Magic mulch: growing vegetables in Nepal

Stories | June 25, 2024

Nepal is highly vulnerable to climate change and is already experiencing changes in temperature and rainfall at a faster rate than the global average. People living in poor communities feel the negative impact of climate change more intensely due to their reliance on the land. This is particularly true for people with disabilities who are amongst the most marginalised and vulnerable populations to climate-induced disasters.  
Since mid-2022, CBM Australia has been working with a local Organisation of People with Disabilities (OPD) partner to implement a project helping communities adapt farming approaches to climate change. 
Two people to benefit from this project are Bechan and his wife Khaikideri. Bechan has a physical disability, and, together with his wife, they make their living growing vegetables on a small plot of land. Usually, they don’t generally grow anything between April to June because the weather is too hot. However, this year they decided to grow okra to test a mulching technique which Bechan learned in a self-help group meeting supported by the CBM project.
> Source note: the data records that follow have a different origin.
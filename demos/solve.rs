use clap::Parser;
use color_eyre::eyre::eyre;

use evar_rs::engine::{Engine, EngineConfig};
use evar_rs::expr::Expr;
use evar_rs::program::Program;

#[derive(Debug, Parser)]
#[command(author, version)]
struct Cli {
    /// Loop variable as `name:initial:update`, in declaration order.
    /// Without any, a symmetric random walk is analysed.
    #[arg(long = "var", value_name = "SPEC")]
    vars: Vec<String>,

    /// Goal expressions (defaults to every variable).
    #[arg(value_name = "EXPR")]
    goals: Vec<String>,

    /// Raise each default goal to this power.
    #[clap(long, value_name = "INT", default_value = "1")]
    power: u32,

    /// Memo store size (in bits).
    #[clap(long, value_name = "INT", default_value = "10")]
    cache_bits: usize,

    /// Print the memoized recurrences and solutions.
    #[clap(long)]
    dump: bool,
}

fn main() -> color_eyre::Result<()> {
    color_eyre::install()?;

    simplelog::TermLogger::init(
        simplelog::LevelFilter::Info,
        simplelog::Config::default(),
        simplelog::TerminalMode::Mixed,
        simplelog::ColorChoice::Auto,
    )?;

    let time_total = std::time::Instant::now();

    let args = Cli::parse();
    println!("args = {:?}", args);

    let mut builder = Program::builder();
    if args.vars.is_empty() {
        builder = builder.var("x", "0", "x + 1 @ 1/2; x - 1 @ 1/2");
    }
    for spec in &args.vars {
        let parts: Vec<&str> = spec.splitn(3, ':').collect();
        let [name, initial, update] = parts.as_slice() else {
            return Err(eyre!("Expected `name:initial:update`, got `{}`", spec));
        };
        builder = builder.var(name.trim(), initial, update);
    }
    let program = builder.build()?;
    print!("{}", program);

    let goals: Vec<Expr> = if args.goals.is_empty() {
        program
            .variables()
            .iter()
            .map(|v| Expr::from(v.clone()).pow(args.power))
            .collect()
    } else {
        args.goals.iter().map(|g| g.parse::<Expr>()).collect::<Result<_, _>>()?
    };

    let config = EngineConfig::default().with_cache_bits(args.cache_bits);
    let mut engine = Engine::with_config(&program, config);
    for goal in &goals {
        let time = std::time::Instant::now();
        let solution = engine.solve_expr(goal)?;
        println!("E[{}] = {} (in {:.3}s)", goal, solution, time.elapsed().as_secs_f64());
    }

    println!("stats: {}", engine.stats());
    if args.dump {
        print!("{}", engine.dump_state());
    }

    println!("Total time: {:.3}s", time_total.elapsed().as_secs_f64());
    Ok(())
}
This turned out to be a good decision.  
With mulching, less water is needed, the soil temperature stays more stable, and pests are better controlled. Bechan is now picking okra three times a week! And, because it’s not the season for growing okra, market supply is low, and they’ve sold their okra at a high price, becoming the envy of their neighbours. 
Not only did Bechan learn about mulching through the self-help group, but he was also supported with seeds and plastic sheeting. He learnt about composting using cow dung, which is common in their area, and how to make bio-pesticide.   
Learning new farming techniques alongside what vegetable grow best in which season and what insects are harmful has helped Bechan and Khaikederi to diversify crops, making better use of their small plot. They can now adapt what and how they grow vegetables, increasing their resilient to the impact of climate change and continuing to earn an income. The income they get from growing okra this summer will be used to enrol his son in computer studies in June. The outcome has given his family hope.  
The Inclusive Climate Resilient Community Development in Nepal Project works in an area prone to flooding and drought. It has a strong focus on building the capacity of the partner OPD and people with disabilities through climate resilient approached and technologies. It also collaborates with local governments to ensure disability-inclusive climate action, disaster preparedness and response approaches.  

Bechan and his wife Khaikederi among their crop of okra which they successfully grew using mulch. 

CBM acknowledges the support of the Australian Government through the Australian NGO Cooperation Program (ANCP).